One of his students then asked, “Really? Lycopene degrades that easily upon exposure to light? What would happen if we put it in a solar cell?”

“That’s the question that got us interested in developing dye-sensitized solar cells,” Yadav says.

A diagram of the anode of a solar cell, comprised of biogenic material made of lycopene-producing bacteria (the orange orbs) and coated with titania nanoparticles. Image: Vikramaditya Yadav

How It Works

When light falls on lycopene, it degrades and releases electrons. Yadav and his team wondered if the rate of degradation was enough to generate a usable current.

Their first step consisted of the genetic modification of a strain of E. coli bacteria to produce large amounts ofphotosensitive lycopene. The E. coli commonly used in the biotechnology industry is quite different from the strains that typically cause diseases, and are incapable of competing with natural, unmodified strains. Therefore, “any fears of accidental release of potentially disease-causing bacteria are misplaced,” Yadav says.

The bacteria was then coated with TiO2nanoparticles via a tryptophan mediated supramolecular interface and applied to a glass surface, creating a semiconductor. The titanium coating makes the bacteria highly conductive and allows the electrons to move more easily from the anode to the cathode.

The semiconductor was then deployed as an anode in an I−/I3−-based dyesensitized solar cell. When exposed to light, the bacteria released photons that moved via the titanium to the cathode, creating a current density of 0.686 milliamps per square centimeter—an improvement on the 0.362 achieved by other biogenic prototypes.

“In fact, we recorded the highest current density for any biogenic solar cell,” Yadav says.

A close look at titania-coated lycopene-producing bacteria. Credit: Vikramaditya Yadav/UBC

Future Possibilities

Yadav’s solar cell is a successful proof-of-concept for the fabrication of genetically customizable biogenic materials for photovoltaic applications, according to the team’s recent paper. Because the bacteria-powered cell works well under low light conditions, it may be an ideal choice as a light source in the future for mining, deep-sea exploration, and other low-light environments.

A major drawback to this technology is that the bacteria eventually dies and the solar cell needs to be replaced. Yadav hopes to discover a cell design that does not kill the bacteria. “If we can do this, we can achieve dye production over an extended time period, which will stretch the usable life of these cells,” he says.

As a first-generation device, the prototype needs significant improvements and optimization before it can reach the levels of silicon solar cells that can deliver about 25 times the current density of the bacterial-based solar cell.

Yadav’s team is already working on improving the current solar cell, including alternative chemistries for covering the bacteria and boosting the bacteria’s electrical potential. He also expects sizable gains in efficiency through the use of more sophisticated fabrication techniques such as ordered deposition of the biogenic material, use of platinum as the counter electrode, better matching of electrolytes, and use of more light-sensitive dyes.

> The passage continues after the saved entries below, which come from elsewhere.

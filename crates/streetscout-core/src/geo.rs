use serde::{Deserialize, Serialize};

/// Errors raised when building geographic primitives from raw numbers.
#[derive(thiserror::Error, Debug, Clone, PartialEq)]
pub enum GeometryError {
    #[error("non-finite {axis} limit in bounding box")]
    NonFinite { axis: &'static str },

    #[error("inverted {axis} range: min {min} > max {max}")]
    Inverted {
        axis: &'static str,
        min: f64,
        max: f64,
    },

    #[error("{axis} range [{min}, {max}] is outside the valid interval [{lo}, {hi}]")]
    OutOfRange {
        axis: &'static str,
        min: f64,
        max: f64,
        lo: f64,
        hi: f64,
    },
}

/// A WGS84 latitude/longitude pair in degrees.
#[derive(Clone, Copy, Debug, PartialEq, Serialize, Deserialize)]
pub struct Coordinate {
    pub lat: f64,
    pub lng: f64,
}

impl Coordinate {
    pub const fn new(lat: f64, lng: f64) -> Self {
        Self { lat, lng }
    }

    /// Render as `lat,lng` with 5 fractional digits (~1 m), sign preserved.
    ///
    /// This is the key used for output filenames and provider queries.
    pub fn to_fixed5(&self) -> String {
        format!("{:.5},{:.5}", self.lat, self.lng)
    }
}

/// Axis-aligned latitude/longitude rectangle, limits inclusive.
///
/// Construct through [`BoundingBox::new`] or [`BoundingBox::around`] to get
/// validated limits; the fields stay public for serde and pattern matching.
#[derive(Clone, Copy, Debug, PartialEq, Serialize, Deserialize)]
pub struct BoundingBox {
    pub lat_min: f64,
    pub lat_max: f64,
    pub lng_min: f64,
    pub lng_max: f64,
}

impl BoundingBox {
    pub fn new(lat_min: f64, lat_max: f64, lng_min: f64, lng_max: f64) -> Result<Self, GeometryError> {
        let bbox = Self {
            lat_min,
            lat_max,
            lng_min,
            lng_max,
        };
        bbox.validate()?;
        Ok(bbox)
    }

    /// Square box of `half_extent_deg` around `center`, clipped to valid
    /// latitude/longitude limits.
    pub fn around(center: Coordinate, half_extent_deg: f64) -> Result<Self, GeometryError> {
        let half = half_extent_deg.abs();
        Self::new(
            (center.lat - half).max(-90.0),
            (center.lat + half).min(90.0),
            (center.lng - half).max(-180.0),
            (center.lng + half).min(180.0),
        )
    }

    /// Check finiteness, ordering and WGS84 limits.
    pub fn validate(&self) -> Result<(), GeometryError> {
        check_axis("latitude", self.lat_min, self.lat_max, -90.0, 90.0)?;
        check_axis("longitude", self.lng_min, self.lng_max, -180.0, 180.0)
    }

    #[inline]
    pub fn contains(&self, c: Coordinate) -> bool {
        (self.lat_min..=self.lat_max).contains(&c.lat)
            && (self.lng_min..=self.lng_max).contains(&c.lng)
    }

    pub fn center(&self) -> Coordinate {
        Coordinate::new(
            0.5 * (self.lat_min + self.lat_max),
            0.5 * (self.lng_min + self.lng_max),
        )
    }
}

fn check_axis(axis: &'static str, min: f64, max: f64, lo: f64, hi: f64) -> Result<(), GeometryError> {
    if !min.is_finite() || !max.is_finite() {
        return Err(GeometryError::NonFinite { axis });
    }
    if min > max {
        return Err(GeometryError::Inverted { axis, min, max });
    }
    if min < lo || max > hi {
        return Err(GeometryError::OutOfRange {
            axis,
            min,
            max,
            lo,
            hi,
        });
    }
    Ok(())
}

/// A named sampling area: a world region label, the city it is
/// represented by, and the box coordinates are drawn from.
#[derive(Clone, Debug, PartialEq, Serialize, Deserialize)]
pub struct Region {
    pub name: String,
    pub city: String,
    pub bbox: BoundingBox,
}

impl Region {
    pub fn new(name: impl Into<String>, city: impl Into<String>, bbox: BoundingBox) -> Self {
        Self {
            name: name.into(),
            city: city.into(),
            bbox,
        }
    }
}
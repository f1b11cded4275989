//! Street-level meaningfulness score for panorama frames.
//!
//! A frame scores well when it is in focus, shows ground-level structure in
//! its lower half (curbs, road markings) and is not filled by a wall or
//! fence. The score is a weighted sum of three terms in [0, 1]:
//!
//! - `sharpness`: Laplacian variance, clamped to a ceiling and normalized;
//! - `lower_density`: edge density of the lower half, scaled and capped;
//! - `lower_minus_upper`: how much denser the lower half is than the upper.
//!
//! The sum is then multiplied by a wall penalty that engages when the
//! horizontal derivative (vertical structures) dominates the gradient
//! energy, and clamped to [0, 1]. All constants live in [`QualityParams`].
//!
//! ```
//! use streetscout_core::RgbImageView;
//! use streetscout_quality::{score_rgb, QualityParams};
//!
//! let pixels = vec![128u8; 64 * 64 * 3];
//! let view = RgbImageView { width: 64, height: 64, data: &pixels };
//! let s = score_rgb(&view, &QualityParams::default());
//! assert_eq!(s, 0.0);
//! ```

mod canny;
mod gradient;
mod params;
mod score;

pub use canny::{canny_edges, EdgeMask};
pub use gradient::{laplacian_variance, sobel_gradients, Gradients};
pub use params::{EdgeThresholds, InvalidQualityParams, QualityParams, ScoreWeights};
pub use score::{
    is_meaningful, score_gray, score_gray_breakdown, score_rgb, score_rgb_breakdown,
    vertical_penalty_factor, QualityBreakdown,
};
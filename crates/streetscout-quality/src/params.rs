use serde::{Deserialize, Serialize};

/// Hysteresis thresholds for the edge mask, on the L1 Sobel magnitude.
#[derive(Clone, Copy, Debug, PartialEq, Serialize, Deserialize)]
pub struct EdgeThresholds {
    /// Pixels at or below this magnitude are never edges.
    pub low: f32,
    /// Pixels above this magnitude seed edges; pixels between `low` and
    /// `high` survive only when connected to a seed.
    pub high: f32,
}

impl Default for EdgeThresholds {
    fn default() -> Self {
        Self {
            low: 60.0,
            high: 160.0,
        }
    }
}

/// Linear weights of the three score terms.
#[derive(Clone, Copy, Debug, PartialEq, Serialize, Deserialize)]
pub struct ScoreWeights {
    pub sharpness: f32,
    pub lower_density: f32,
    pub lower_minus_upper: f32,
}

impl Default for ScoreWeights {
    fn default() -> Self {
        Self {
            sharpness: 0.45,
            lower_density: 0.30,
            lower_minus_upper: 0.25,
        }
    }
}

/// Tunable constants of the street-level score.
///
/// The defaults are empirical; they have no derivation beyond having worked
/// on real panoramas, so treat them as a starting point.
#[derive(Clone, Copy, Debug, PartialEq, Serialize, Deserialize)]
#[serde(default)]
pub struct QualityParams {
    /// Laplacian variance at which the sharpness term saturates at 1.
    pub laplacian_variance_ceiling: f32,
    pub edges: EdgeThresholds,
    /// Multiplier on the lower-half edge density before capping at 1.
    pub lower_density_gain: f32,
    /// Multiplier on `max(0, lower - upper)` edge density before capping at 1.
    pub lower_minus_upper_gain: f32,
    /// Share of gradient energy from vertical structures above which the
    /// wall penalty engages.
    pub vertical_ratio_threshold: f32,
    /// Penalty per unit of vertical ratio above the threshold.
    pub vertical_penalty_slope: f32,
    /// Upper bound on the fraction of the score the wall penalty removes.
    pub max_vertical_penalty: f32,
    pub weights: ScoreWeights,
    /// Minimum score for a frame to count as street-level meaningful.
    pub acceptance_threshold: f32,
}

impl Default for QualityParams {
    fn default() -> Self {
        Self {
            laplacian_variance_ceiling: 300.0,
            edges: EdgeThresholds::default(),
            lower_density_gain: 3.0,
            lower_minus_upper_gain: 3.0,
            vertical_ratio_threshold: 0.60,
            vertical_penalty_slope: 1.25,
            max_vertical_penalty: 0.5,
            weights: ScoreWeights::default(),
            acceptance_threshold: 0.5,
        }
    }
}

/// Reason a [`QualityParams`] value cannot be used.
#[derive(thiserror::Error, Clone, Debug, PartialEq)]
#[error("invalid quality params: {0}")]
pub struct InvalidQualityParams(pub String);

impl QualityParams {
    /// Whether `score` clears the acceptance threshold (inclusive).
    #[inline]
    pub fn accepts(&self, score: f32) -> bool {
        score >= self.acceptance_threshold
    }

    /// Reject settings that would make the score undefined or leave [0, 1].
    pub fn validate(&self) -> Result<(), InvalidQualityParams> {
        let bad = |msg: &str| -> Result<(), InvalidQualityParams> {
            Err(InvalidQualityParams(msg.to_string()))
        };
        let w = &self.weights;
        let finite = [
            self.laplacian_variance_ceiling,
            self.edges.low,
            self.edges.high,
            self.lower_density_gain,
            self.lower_minus_upper_gain,
            self.vertical_ratio_threshold,
            self.vertical_penalty_slope,
            self.max_vertical_penalty,
            w.sharpness,
            w.lower_density,
            w.lower_minus_upper,
            self.acceptance_threshold,
        ];
        if finite.iter().any(|v| !v.is_finite()) {
            return bad("all values must be finite");
        }
        if self.laplacian_variance_ceiling <= 0.0 {
            return bad("laplacian_variance_ceiling must be positive");
        }
        if self.edges.low < 0.0 || self.edges.low > self.edges.high {
            return bad("edge thresholds must satisfy 0 <= low <= high");
        }
        if !(0.0..=1.0).contains(&self.max_vertical_penalty) {
            return bad("max_vertical_penalty must lie in [0, 1]");
        }
        if self.vertical_penalty_slope < 0.0 {
            return bad("vertical_penalty_slope must be non-negative");
        }
        if w.sharpness < 0.0 || w.lower_density < 0.0 || w.lower_minus_upper < 0.0 {
            return bad("weights must be non-negative");
        }
        if !(0.0..=1.0).contains(&self.acceptance_threshold) {
            return bad("acceptance_threshold must lie in [0, 1]");
        }
        Ok(())
    }
}
//! Built-in world regions, one representative city each.

use streetscout_core::{BoundingBox, Coordinate, Region};

/// Half-extent in degrees of the box drawn around each catalog city
/// (about 5.5 km north-south).
pub const CITY_HALF_EXTENT_DEG: f64 = 0.05;

const CITIES: [(&str, &str, f64, f64); 9] = [
    ("North America", "Chicago", 41.8781, -87.6298),
    ("South America", "Bogota", 4.7110, -74.0721),
    ("Western Europe", "London", 51.5074, -0.1278),
    ("Southern Europe", "Rome", 41.9028, 12.4964),
    ("Middle East", "Dubai", 25.276987, 55.296249),
    ("Sub-Saharan Africa", "Lagos", 6.5244, 3.3792),
    ("South Asia", "Delhi", 28.6139, 77.2090),
    ("East Asia", "Tokyo", 35.6762, 139.6503),
    ("Southeast Asia", "Hanoi", 21.0285, 105.8542),
];

/// The default catalog, in a fixed order.
pub fn default_regions() -> Vec<Region> {
    CITIES
        .iter()
        .filter_map(|&(name, city, lat, lng)| {
            BoundingBox::around(Coordinate::new(lat, lng), CITY_HALF_EXTENT_DEG)
                .ok()
                .map(|bbox| Region::new(name, city, bbox))
        })
        .collect()
}

#[cfg(test)]
mod tests {
    use super::*;

    #[test]
    fn catalog_boxes_are_valid_and_centred() {
        let regions = default_regions();
        assert_eq!(regions.len(), 9);
        for (region, &(name, city, lat, lng)) in regions.iter().zip(CITIES.iter()) {
            assert_eq!(region.name, name);
            assert_eq!(region.city, city);
            region.bbox.validate().expect("valid box");
            let c = region.bbox.center();
            assert!((c.lat - lat).abs() < 1e-9);
            assert!((c.lng - lng).abs() < 1e-9);
        }
    }

    #[test]
    fn catalog_matches_around_constructor() {
        for (region, &(_, _, lat, lng)) in default_regions().iter().zip(CITIES.iter()) {
            let expected =
                BoundingBox::around(Coordinate::new(lat, lng), CITY_HALF_EXTENT_DEG).expect("around");
            assert_eq!(region.bbox, expected);
        }
    }
}
//! Core types for street-level imagery sampling.
//!
//! This crate holds the geographic primitives (regions, bounding boxes,
//! coordinates), the seeded coordinate sampler and small raster views. It
//! does *not* depend on any concrete image library or network client.

mod geo;
mod image;
mod logger;
mod sampler;

pub use geo::{BoundingBox, Coordinate, GeometryError, Region};
pub use image::{reflect101, rgb_to_luma, GrayImage, GrayImageView, RgbImageView};
pub use sampler::sample_coordinate;

#[cfg(feature = "tracing")]
pub use logger::init_tracing;

pub use logger::{init_with_level, level_from_verbosity};
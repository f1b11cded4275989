//! HTTP panorama provider backed by the Street View Static API.

use std::time::Duration;

use image::RgbImage;
use log::{debug, warn};
use reqwest::blocking::Client;
use reqwest::StatusCode;
use serde::Deserialize;
use streetscout_core::Coordinate;

use crate::config::{ApiKey, ImageSize, SamplerConfig};
use crate::provider::{PanoramaId, PanoramaProvider, ViewRequest};

pub const DEFAULT_METADATA_URL: &str = "https://maps.googleapis.com/maps/api/streetview/metadata";
pub const DEFAULT_IMAGE_URL: &str = "https://maps.googleapis.com/maps/api/streetview";

/// Why a provider request produced nothing. Logged, then collapsed to
/// `None` at the [`PanoramaProvider`] boundary.
#[derive(thiserror::Error, Debug)]
pub enum ProviderError {
    #[error("http: {0}")]
    Http(#[source] reqwest::Error),
    #[error("unexpected status {0}")]
    Status(StatusCode),
    #[error("metadata status {0:?}")]
    NotFound(String),
    #[error("metadata without pano_id")]
    MissingPanoId,
    #[error("decode: {0}")]
    Decode(#[from] image::ImageError),
}

impl From<reqwest::Error> for ProviderError {
    fn from(err: reqwest::Error) -> Self {
        // Request URLs carry the API key in their query string.
        Self::Http(err.without_url())
    }
}

#[derive(Debug, Deserialize)]
struct Metadata {
    status: String,
    #[serde(default)]
    pano_id: Option<String>,
}

/// Blocking Street View client.
#[derive(Debug)]
pub struct StreetViewClient {
    client: Client,
    key: ApiKey,
    metadata_url: String,
    image_url: String,
    image_size: ImageSize,
    outdoor_only: bool,
}

impl StreetViewClient {
    pub fn new(
        key: ApiKey,
        image_size: ImageSize,
        timeout: Duration,
        outdoor_only: bool,
    ) -> Result<Self, ProviderError> {
        let client = Client::builder().timeout(timeout).build()?;
        Ok(Self {
            client,
            key,
            metadata_url: DEFAULT_METADATA_URL.to_string(),
            image_url: DEFAULT_IMAGE_URL.to_string(),
            image_size,
            outdoor_only,
        })
    }

    pub fn from_config(key: ApiKey, config: &SamplerConfig) -> Result<Self, ProviderError> {
        Self::new(
            key,
            config.image_size,
            Duration::from_secs(config.request_timeout_secs),
            config.outdoor_only,
        )
    }

    /// Point the client at other endpoints, e.g. a local mock server.
    pub fn with_endpoints(
        mut self,
        metadata_url: impl Into<String>,
        image_url: impl Into<String>,
    ) -> Self {
        self.metadata_url = metadata_url.into();
        self.image_url = image_url.into();
        self
    }

    fn metadata_query(&self, at: Coordinate, radius_m: u32) -> Vec<(&'static str, String)> {
        let mut q = vec![
            ("location", at.to_fixed5()),
            ("radius", radius_m.to_string()),
        ];
        if self.outdoor_only {
            q.push(("source", "outdoor".to_string()));
        }
        q.push(("key", self.key.expose().to_string()));
        q
    }

    fn image_query(&self, pano: &PanoramaId, view: &ViewRequest) -> Vec<(&'static str, String)> {
        vec![
            ("pano", pano.as_str().to_string()),
            ("size", self.image_size.to_string()),
            ("heading", view.heading_deg.to_string()),
            ("pitch", view.pitch_deg.to_string()),
            ("fov", view.fov_deg.to_string()),
            ("key", self.key.expose().to_string()),
        ]
    }

    /// Metadata lookup with every failure kept as an error.
    pub fn try_resolve(&self, at: Coordinate, radius_m: u32) -> Result<PanoramaId, ProviderError> {
        let resp = self
            .client
            .get(&self.metadata_url)
            .query(&self.metadata_query(at, radius_m))
            .send()?;
        if resp.status() != StatusCode::OK {
            return Err(ProviderError::Status(resp.status()));
        }
        let meta: Metadata = resp.json()?;
        panorama_from_metadata(meta)
    }

    /// Image download with every failure kept as an error.
    pub fn try_fetch(&self, pano: &PanoramaId, view: &ViewRequest) -> Result<RgbImage, ProviderError> {
        let resp = self
            .client
            .get(&self.image_url)
            .query(&self.image_query(pano, view))
            .send()?;
        if resp.status() != StatusCode::OK {
            return Err(ProviderError::Status(resp.status()));
        }
        let bytes = resp.bytes()?;
        Ok(image::load_from_memory(&bytes)?.to_rgb8())
    }
}

fn panorama_from_metadata(meta: Metadata) -> Result<PanoramaId, ProviderError> {
    if meta.status != "OK" {
        return Err(ProviderError::NotFound(meta.status));
    }
    meta.pano_id
        .filter(|id| !id.is_empty())
        .map(PanoramaId)
        .ok_or(ProviderError::MissingPanoId)
}

fn log_failure(what: &str, err: &ProviderError) {
    match err {
        // Empty coverage is the common case, not a fault.
        ProviderError::NotFound(_) => debug!("{what}: {err}"),
        _ => warn!("{what}: {err}"),
    }
}

impl PanoramaProvider for StreetViewClient {
    fn resolve_panorama(&self, at: Coordinate, radius_m: u32) -> Option<PanoramaId> {
        self.try_resolve(at, radius_m)
            .map_err(|err| log_failure(&format!("metadata {} r={radius_m}", at.to_fixed5()), &err))
            .ok()
    }

    fn fetch_image(&self, pano: &PanoramaId, view: &ViewRequest) -> Option<RgbImage> {
        self.try_fetch(pano, view)
            .map_err(|err| log_failure(&format!("image {pano} h={}", view.heading_deg), &err))
            .ok()
    }
}
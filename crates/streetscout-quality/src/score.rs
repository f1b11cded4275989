use serde::{Deserialize, Serialize};
use streetscout_core::{rgb_to_luma, GrayImageView, RgbImageView};

#[cfg(feature = "tracing")]
use tracing::instrument;

use crate::canny::canny_edges;
use crate::gradient::{laplacian_variance, sobel_gradients};
use crate::params::QualityParams;

const RATIO_EPS: f32 = 1e-6;

/// Every intermediate term of a score, for logging and tuning.
#[derive(Clone, Copy, Debug, PartialEq, Serialize, Deserialize)]
pub struct QualityBreakdown {
    /// Raw Laplacian variance before normalization.
    pub laplacian_variance: f32,
    /// Normalized sharpness term in [0, 1].
    pub sharpness: f32,
    /// Raw edge density of the upper half.
    pub upper_edge_density: f32,
    /// Raw edge density of the lower half.
    pub lower_edge_density: f32,
    /// Scaled, capped lower-half density term in [0, 1].
    pub lower_density: f32,
    /// Scaled, capped `max(0, lower - upper)` term in [0, 1].
    pub lower_minus_upper: f32,
    /// Share of mean gradient magnitude carried by d/dx, i.e. by vertical
    /// structures.
    pub vertical_ratio: f32,
    /// Multiplier applied by the wall penalty, in [1 - max_penalty, 1].
    pub penalty_factor: f32,
    /// Final score in [0, 1].
    pub score: f32,
}

/// Multiplicative penalty for frames dominated by vertical structure.
pub fn vertical_penalty_factor(vertical_ratio: f32, params: &QualityParams) -> f32 {
    let excess = vertical_ratio - params.vertical_ratio_threshold;
    if excess <= 0.0 {
        return 1.0;
    }
    let penalty = (excess * params.vertical_penalty_slope).min(params.max_vertical_penalty);
    1.0 - penalty
}

/// Score a grayscale frame with the full breakdown.
#[cfg_attr(
    feature = "tracing",
    instrument(level = "debug", skip(img, params), fields(width = img.width, height = img.height))
)]
pub fn score_gray_breakdown(img: &GrayImageView<'_>, params: &QualityParams) -> QualityBreakdown {
    let lap_var = laplacian_variance(img);
    let ceiling = params.laplacian_variance_ceiling;
    let sharpness = lap_var.min(ceiling) / ceiling;

    let grad = sobel_gradients(img);
    let edges = canny_edges(&grad, &params.edges);
    let mid = img.height / 2;
    let upper = edges.row_band_density(0, mid);
    let lower = edges.row_band_density(mid, img.height);
    let lower_density = (lower * params.lower_density_gain).min(1.0);
    let lower_minus_upper = ((lower - upper).max(0.0) * params.lower_minus_upper_gain).min(1.0);

    let (mean_gx, mean_gy) = grad.mean_abs();
    let vertical_ratio = mean_gx / (mean_gx + mean_gy + RATIO_EPS);
    let penalty_factor = vertical_penalty_factor(vertical_ratio, params);

    let w = &params.weights;
    let raw = w.sharpness * sharpness
        + w.lower_density * lower_density
        + w.lower_minus_upper * lower_minus_upper;
    let score = (raw * penalty_factor).clamp(0.0, 1.0);

    QualityBreakdown {
        laplacian_variance: lap_var,
        sharpness,
        upper_edge_density: upper,
        lower_edge_density: lower,
        lower_density,
        lower_minus_upper,
        vertical_ratio,
        penalty_factor,
        score,
    }
}

/// Street-level meaningfulness of a grayscale frame, in [0, 1].
///
/// Deterministic and history-free: the same pixels always give the same
/// score.
pub fn score_gray(img: &GrayImageView<'_>, params: &QualityParams) -> f32 {
    score_gray_breakdown(img, params).score
}

/// Score an RGB frame with the full breakdown.
pub fn score_rgb_breakdown(img: &RgbImageView<'_>, params: &QualityParams) -> QualityBreakdown {
    let gray = rgb_to_luma(img);
    score_gray_breakdown(&gray.view(), params)
}

/// Street-level meaningfulness of an RGB frame, in [0, 1].
pub fn score_rgb(img: &RgbImageView<'_>, params: &QualityParams) -> f32 {
    score_rgb_breakdown(img, params).score
}

/// `score_rgb(img) >= params.acceptance_threshold`.
pub fn is_meaningful(img: &RgbImageView<'_>, params: &QualityParams) -> bool {
    params.accepts(score_rgb(img, params))
}
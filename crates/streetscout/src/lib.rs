//! Street-level imagery sampler.
//!
//! Draws random coordinates inside city bounding boxes, resolves the
//! nearest panorama, renders it at several headings and keeps the view that
//! looks most like a street (see [`streetscout_quality`]). One accepted view
//! per region is written as `<out>/<city>/<lat>,<lng>.jpg`.
//!
//! The panorama source and the output are traits, so the loop runs offline
//! against fakes:
//!
//! ```
//! use image::RgbImage;
//! use rand::{rngs::StdRng, SeedableRng};
//! use streetscout::{
//!     default_regions, Coordinate, MemorySink, PanoramaId, PanoramaProvider, QualityParams,
//!     RegionOutcome, RegionSampler, SamplingParams, ViewRequest,
//! };
//!
//! struct NoCoverage;
//!
//! impl PanoramaProvider for NoCoverage {
//!     fn resolve_panorama(&self, _at: Coordinate, _radius_m: u32) -> Option<PanoramaId> {
//!         None
//!     }
//!     fn fetch_image(&self, _pano: &PanoramaId, _view: &ViewRequest) -> Option<RgbImage> {
//!         None
//!     }
//! }
//!
//! let mut sampler = RegionSampler::new(
//!     NoCoverage,
//!     MemorySink::new(),
//!     SamplingParams::default(),
//!     QualityParams::default(),
//! );
//! let mut rng = StdRng::seed_from_u64(1);
//! let report = sampler.sample_region(&default_regions()[0], &mut rng).unwrap();
//! assert_eq!(report.outcome, RegionOutcome::Exhausted);
//! ```

mod catalog;
mod config;
mod error;
mod pipeline;
mod provider;
mod sink;
#[cfg(feature = "http")]
mod streetview;

pub use catalog::{default_regions, CITY_HALF_EXTENT_DEG};
pub use config::{
    ApiKey, ConfigError, ImageSize, SamplerConfig, API_KEY_ENV, API_KEY_PLACEHOLDER,
};
pub use error::RunError;
pub use pipeline::{
    best_candidate, pick_better, AttemptOutcome, AttemptRecord, Candidate, RegionOutcome,
    RegionReport, RegionSampler, RunSummary, SamplingParams,
};
pub use provider::{PanoramaId, PanoramaProvider, ViewRequest};
pub use sink::{
    city_dir_name, sample_file_name, AcceptedSample, DirectorySink, MemorySink, SampleSink,
    SinkError, DEFAULT_JPEG_QUALITY,
};
#[cfg(feature = "http")]
pub use streetview::{ProviderError, StreetViewClient, DEFAULT_IMAGE_URL, DEFAULT_METADATA_URL};

pub use streetscout_core::{
    init_with_level, level_from_verbosity, sample_coordinate, BoundingBox, Coordinate,
    GeometryError, Region, RgbImageView,
};
#[cfg(feature = "tracing")]
pub use streetscout_core::init_tracing;
pub use streetscout_quality::{
    is_meaningful, score_rgb, score_rgb_breakdown, QualityBreakdown, QualityParams,
};

/// Borrow an `image` RGB buffer as a core raster view.
pub fn rgb_view(img: &image::RgbImage) -> RgbImageView<'_> {
    RgbImageView {
        width: img.width() as usize,
        height: img.height() as usize,
        data: img.as_raw(),
    }
}

/// Score breakdown of an `image` RGB buffer.
pub fn score_image(img: &image::RgbImage, params: &QualityParams) -> QualityBreakdown {
    score_rgb_breakdown(&rgb_view(img), params)
}
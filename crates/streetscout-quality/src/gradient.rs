//! 3×3 Sobel derivatives and the Laplacian variance.
//!
//! Borders are mirrored without repeating the edge pixel, so a flat frame
//! yields exactly zero everywhere.

use streetscout_core::GrayImageView;

type Kernel3 = [[f32; 3]; 3];

const SOBEL_KERNEL_X: Kernel3 = [[-1.0, 0.0, 1.0], [-2.0, 0.0, 2.0], [-1.0, 0.0, 1.0]];
const SOBEL_KERNEL_Y: Kernel3 = [[-1.0, -2.0, -1.0], [0.0, 0.0, 0.0], [1.0, 2.0, 1.0]];
const LAPLACIAN_KERNEL: Kernel3 = [[0.0, 1.0, 0.0], [1.0, -4.0, 1.0], [0.0, 1.0, 0.0]];

/// Per-pixel horizontal and vertical derivatives, row-major.
#[derive(Clone, Debug)]
pub struct Gradients {
    pub width: usize,
    pub height: usize,
    /// d/dx: responds to vertical structures (poles, wall seams, fences).
    pub gx: Vec<f32>,
    /// d/dy: responds to horizontal structures (curbs, horizon, road marks).
    pub gy: Vec<f32>,
}

impl Gradients {
    /// L1 magnitude `|gx| + |gy|` per pixel.
    pub fn l1_magnitude(&self) -> Vec<f32> {
        self.gx
            .iter()
            .zip(&self.gy)
            .map(|(x, y)| x.abs() + y.abs())
            .collect()
    }

    /// Mean of `|gx|` and mean of `|gy|` over the frame.
    pub fn mean_abs(&self) -> (f32, f32) {
        let n = self.gx.len();
        if n == 0 {
            return (0.0, 0.0);
        }
        let (sx, sy) = self
            .gx
            .iter()
            .zip(&self.gy)
            .fold((0.0f64, 0.0f64), |(sx, sy), (x, y)| {
                (sx + x.abs() as f64, sy + y.abs() as f64)
            });
        ((sx / n as f64) as f32, (sy / n as f64) as f32)
    }
}

#[inline]
fn convolve_at(img: &GrayImageView<'_>, x: usize, y: usize, k: &Kernel3) -> f32 {
    let mut acc = 0.0;
    for (ky, k_row) in k.iter().enumerate() {
        let yy = y as isize + ky as isize - 1;
        for (kx, &w) in k_row.iter().enumerate() {
            if w == 0.0 {
                continue;
            }
            let xx = x as isize + kx as isize - 1;
            acc += w * img.get_reflect(xx, yy) as f32;
        }
    }
    acc
}

/// Compute Sobel derivatives on a grayscale view.
pub fn sobel_gradients(img: &GrayImageView<'_>) -> Gradients {
    let (w, h) = (img.width, img.height);
    let mut gx = vec![0.0f32; w * h];
    let mut gy = vec![0.0f32; w * h];
    for y in 0..h {
        for x in 0..w {
            let idx = y * w + x;
            gx[idx] = convolve_at(img, x, y, &SOBEL_KERNEL_X);
            gy[idx] = convolve_at(img, x, y, &SOBEL_KERNEL_Y);
        }
    }
    Gradients {
        width: w,
        height: h,
        gx,
        gy,
    }
}

/// Population variance of the 4-neighbour Laplacian response.
///
/// High for in-focus detail, near zero for blurred or flat frames.
pub fn laplacian_variance(img: &GrayImageView<'_>) -> f32 {
    let n = img.width * img.height;
    if n == 0 {
        return 0.0;
    }
    let mut sum = 0.0f64;
    let mut sum_sq = 0.0f64;
    for y in 0..img.height {
        for x in 0..img.width {
            let v = convolve_at(img, x, y, &LAPLACIAN_KERNEL) as f64;
            sum += v;
            sum_sq += v * v;
        }
    }
    let mean = sum / n as f64;
    (sum_sq / n as f64 - mean * mean).max(0.0) as f32
}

Although it is a bioengineering project thus far, Yadav believes mechanical engineers have a significant role to play in “the steps that come immediately after ours—how best to assemble the complete solar cell to ensure higher current densities and greater durability, as well as reducing the cost of storing the electrical energy so produced.”

More than anything, Yadav says the project taught him the value of cross-collaboration across multiple scientific fields, including biochemical engineering, material science, and electrochemistry.

“This would not have been possible if we didn’t have people from different disciplines talking to one another and asking basic questions,” he says.

Mark Crawford is an independent technology writer.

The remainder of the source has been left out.